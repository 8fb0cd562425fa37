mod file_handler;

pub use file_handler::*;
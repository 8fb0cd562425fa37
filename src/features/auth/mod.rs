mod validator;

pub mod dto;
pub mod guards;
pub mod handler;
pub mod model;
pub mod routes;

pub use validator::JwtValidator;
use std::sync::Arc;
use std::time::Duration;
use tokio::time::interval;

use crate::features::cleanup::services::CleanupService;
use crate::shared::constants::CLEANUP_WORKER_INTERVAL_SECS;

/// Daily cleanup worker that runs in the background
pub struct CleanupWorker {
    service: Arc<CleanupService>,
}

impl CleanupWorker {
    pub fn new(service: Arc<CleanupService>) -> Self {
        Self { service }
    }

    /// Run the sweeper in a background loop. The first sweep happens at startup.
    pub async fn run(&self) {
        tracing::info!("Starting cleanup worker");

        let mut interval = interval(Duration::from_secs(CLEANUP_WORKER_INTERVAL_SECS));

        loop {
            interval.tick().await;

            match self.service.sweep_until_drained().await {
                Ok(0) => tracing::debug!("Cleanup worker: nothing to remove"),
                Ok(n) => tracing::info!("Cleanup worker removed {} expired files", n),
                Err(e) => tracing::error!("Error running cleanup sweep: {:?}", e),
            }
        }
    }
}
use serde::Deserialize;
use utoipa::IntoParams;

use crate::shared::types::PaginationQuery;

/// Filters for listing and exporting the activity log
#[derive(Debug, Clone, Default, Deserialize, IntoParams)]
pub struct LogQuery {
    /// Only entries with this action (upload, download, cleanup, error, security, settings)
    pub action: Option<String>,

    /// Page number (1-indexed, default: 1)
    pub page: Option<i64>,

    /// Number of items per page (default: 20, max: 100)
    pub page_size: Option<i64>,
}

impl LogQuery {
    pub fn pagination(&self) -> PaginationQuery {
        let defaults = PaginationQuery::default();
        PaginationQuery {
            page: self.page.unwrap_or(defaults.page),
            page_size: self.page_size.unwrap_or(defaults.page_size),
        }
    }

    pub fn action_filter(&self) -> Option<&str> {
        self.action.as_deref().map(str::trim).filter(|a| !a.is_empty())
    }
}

• [What to produce] Copy all lines from the entries that contain the word "tracing".

• [Answer to the problem]
        tracing::info!("Starting cleanup worker");
                Ok(0) => tracing::debug!("Cleanup worker: nothing to remove"),
                Ok(n) => tracing::info!("Cleanup worker removed {} expired files", n),
                Err(e) => tracing::error!("Error running cleanup sweep: {:?}", e),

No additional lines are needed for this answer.